A few days later, we had a tour of their federation (AMIA) building and had to pass through a similar inspection. Once we passed it, however, we were treated cordially. Their organization is strong, reaching out to all the subgroups of their community. I would show you pictures of the synagogue, but we were emphatically told by an armed security guard not to take pictures of it. We did take pictures at the AMIA and here is one of a memorial created by Agam, the abstract artist, to those who perished in the bombing 20 years ago.
Sometimes, in the process of advocating for America to be even better, we forget what is good here.  There were many wonderful things to see in Argentina and Chile and we had a great trip. I’ll talk about some more of them in the next week of two and share a couple of recipes I got there. Nevertheless, I wasn’t kidding when I said it was good to be back in the U.S.A.

Another good thing was having access to working appliances. We got home early enough to defrost leftovers for dinner. A working refrigerator, washing machine, and dryer. Yeah!!

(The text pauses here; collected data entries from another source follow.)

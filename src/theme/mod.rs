//! Theme engine
//!
//! - Colour values and conversions
//! - Palette records and the built-in catalog
//! - The active-theme manager
//! - The gradient banner

pub mod banner;
pub mod catalog;
pub mod color;
pub mod manager;
pub mod palette;

pub use banner::{Banner, BannerStyle};
pub use catalog::{Catalog, DEFAULT_THEME_ID};
pub use color::Rgb;
pub use manager::ThemeManager;
pub use palette::{Colors, Gradient, Theme};
//! TUI styles derived from the active theme
//!
//! Widgets never hold colours of their own; each draw builds a [`Styles`]
//! from `ThemeManager::current_theme()` so a theme switch repaints
//! everything on the next frame.

use ratatui::style::{Color, Modifier, Style};

use crate::core::task::{Priority, Status};
use crate::theme::{Colors, Rgb, Theme};

/// Style palette for one frame
#[derive(Debug, Clone, Copy)]
pub struct Styles {
    theme: Theme,
}

impl Styles {
    pub fn new(theme: &Theme) -> Self {
        Self { theme: *theme }
    }

    fn colors(&self) -> &Colors {
        &self.theme.colors
    }

    fn c(rgb: Rgb) -> Color {
        rgb.into()
    }

    /// Whole-screen background
    pub fn base(&self) -> Style {
        Style::default()
            .bg(Self::c(self.colors().background))
            .fg(Self::c(self.colors().foreground))
    }

    /// Panel titles
    pub fn title(&self) -> Style {
        Style::default()
            .fg(Self::c(self.colors().primary))
            .add_modifier(Modifier::BOLD)
    }

    /// Panel borders, highlighted when the panel has focus
    pub fn border(&self, focused: bool) -> Style {
        let color = if focused {
            self.colors().focus
        } else {
            self.colors().border
        };
        Style::default().fg(Self::c(color))
    }

    /// Highlighted list row
    pub fn selected(&self) -> Style {
        Style::default()
            .bg(Self::c(self.colors().primary))
            .fg(Self::c(self.colors().text_inverse))
            .add_modifier(Modifier::BOLD)
    }

    /// Normal text
    pub fn normal(&self) -> Style {
        Style::default().fg(Self::c(self.colors().text_primary))
    }

    /// Secondary text
    pub fn muted(&self) -> Style {
        Style::default().fg(Self::c(self.colors().text_secondary))
    }

    pub fn disabled(&self) -> Style {
        Style::default().fg(Self::c(self.colors().text_disabled))
    }

    pub fn accent(&self) -> Style {
        Style::default().fg(Self::c(self.colors().accent))
    }

    pub fn success(&self) -> Style {
        Style::default().fg(Self::c(self.colors().success))
    }

    pub fn error(&self) -> Style {
        Style::default().fg(Self::c(self.colors().error))
    }

    /// Status bar strip
    pub fn status_bar(&self) -> Style {
        Style::default()
            .bg(Self::c(self.colors().surface))
            .fg(Self::c(self.colors().text_secondary))
    }

    /// Help overlay body
    pub fn popup(&self) -> Style {
        Style::default()
            .bg(Self::c(self.colors().surface))
            .fg(Self::c(self.colors().text_primary))
    }

    pub fn priority(&self, priority: Priority) -> Style {
        Style::default().fg(Self::c(self.theme.priority_color(priority)))
    }

    pub fn status(&self, status: Status) -> Style {
        let style = Style::default().fg(Self::c(self.theme.status_color(status)));
        if status.is_finished() {
            style.add_modifier(Modifier::CROSSED_OUT)
        } else {
            style
        }
    }
}
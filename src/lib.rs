//! tuidoo - A terminal todo manager
//!
//! This library provides the theme engine (palette catalog, active theme
//! manager and gradient banner), the SQLite store for todos, projects,
//! lists and settings, and the CLI and TUI front-ends that consume them.

pub mod cli;
pub mod core;
pub mod error;
pub mod theme;
pub mod tui;

pub use error::{Result, TuidooError};
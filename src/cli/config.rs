//! Configuration CLI command handlers

use crate::cli::commands::ConfigCommand;
use crate::cli::context::AppContext;
use crate::core::config::ConfigField;
use crate::error::Result;

/// Handle configuration commands
pub fn handle_config(command: ConfigCommand, ctx: &AppContext) -> Result<()> {
    let mut config = ctx.config.clone();

    match command {
        ConfigCommand::Set { key, value } => {
            let field = ConfigField::from(key);
            config.set(field, &value)?;
            config.save_to(&ctx.config_path)?;
            println!("{} set to: {}", field.key(), config.get(field)?);
        }
        ConfigCommand::Get { key } => {
            let field = ConfigField::from(key);
            println!("{}: {}", field.key(), config.get(field)?);
        }
        ConfigCommand::Remove { key } => {
            let field = ConfigField::from(key);
            config.unset(field);
            config.save_to(&ctx.config_path)?;
            println!("{} reset to default: {}", field.key(), config.get(field)?);
        }
    }
    Ok(())
}
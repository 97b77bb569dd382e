//! 24-bit colour value used by every palette slot
//!
//! Colours stay as integer RGB triples for interpolation maths and are only
//! converted to `#rrggbb` text or a ratatui [`Color`] at the edges.

use std::fmt;
use std::str::FromStr;

use ratatui::style::Color;
use serde::{Deserialize, Deserializer, Serialize, Serializer};

use crate::error::{Result, TuidooError};

/// An immutable RGB colour
#[derive(Debug, Clone, Copy, PartialEq, Eq, Hash)]
pub struct Rgb {
    pub r: u8,
    pub g: u8,
    pub b: u8,
}

impl Rgb {
    /// Build a colour from its channels
    pub const fn new(r: u8, g: u8, b: u8) -> Self {
        Self { r, g, b }
    }

    /// Build a colour from a packed `0xRRGGBB` literal
    pub const fn hex(value: u32) -> Self {
        Self {
            r: ((value >> 16) & 0xFF) as u8,
            g: ((value >> 8) & 0xFF) as u8,
            b: (value & 0xFF) as u8,
        }
    }

    /// Parse `#rrggbb` or `rrggbb` (case-insensitive)
    pub fn from_hex(input: &str) -> Result<Self> {
        let digits = input.strip_prefix('#').unwrap_or(input);
        if digits.len() != 6 || !digits.chars().all(|c| c.is_ascii_hexdigit()) {
            return Err(TuidooError::InvalidColor(input.to_string()));
        }

        u32::from_str_radix(digits, 16)
            .map(Self::hex)
            .map_err(|_| TuidooError::InvalidColor(input.to_string()))
    }

    /// Lowercase `#rrggbb` form accepted by string-based styling layers
    pub fn to_hex(self) -> String {
        format!("#{:02x}{:02x}{:02x}", self.r, self.g, self.b)
    }

    /// Blend two colours channel by channel, `frac` in `[0, 1]`
    pub fn lerp(from: Rgb, to: Rgb, frac: f64) -> Rgb {
        let frac = frac.clamp(0.0, 1.0);
        let mix = |a: u8, b: u8| -> u8 {
            (f64::from(a) * (1.0 - frac) + f64::from(b) * frac)
                .round()
                .clamp(0.0, 255.0) as u8
        };

        Rgb::new(mix(from.r, to.r), mix(from.g, to.g), mix(from.b, to.b))
    }
}

impl fmt::Display for Rgb {
    fn fmt(&self, f: &mut fmt::Formatter<'_>) -> fmt::Result {
        write!(f, "#{:02x}{:02x}{:02x}", self.r, self.g, self.b)
    }
}

impl FromStr for Rgb {
    type Err = TuidooError;

    fn from_str(s: &str) -> Result<Self> {
        Rgb::from_hex(s)
    }
}

impl From<Rgb> for Color {
    fn from(rgb: Rgb) -> Self {
        Color::Rgb(rgb.r, rgb.g, rgb.b)
    }
}

impl Serialize for Rgb {
    fn serialize<S: Serializer>(&self, serializer: S) -> std::result::Result<S::Ok, S::Error> {
        serializer.serialize_str(&self.to_hex())
    }
}

impl<'de> Deserialize<'de> for Rgb {
    fn deserialize<D: Deserializer<'de>>(deserializer: D) -> std::result::Result<Self, D::Error> {
        let raw = String::deserialize(deserializer)?;
        Rgb::from_hex(&raw).map_err(serde::de::Error::custom)
    }
}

                                  Chicken in White Wine with Capers and Mushrooms

Boneless skinless chicken breasts
Italian flavored breadcrumbs
Olive oil
Mushrooms sliced
Minced garlic
Onion chopped
White wine

Dip the chicken breasts in water and then breadcrumbs. Heat the olive oil in a large skillet and sauté the chicken breasts. Then set aside.
Use the rest of the olive oil to sauté the mushrooms, onions, and garlic.
Add the rest of the ingredients to the skillet and bring sauce to a boil.
Add the chicken breasts back and turn down the heat to low-medium. Cook for about 45 minutes.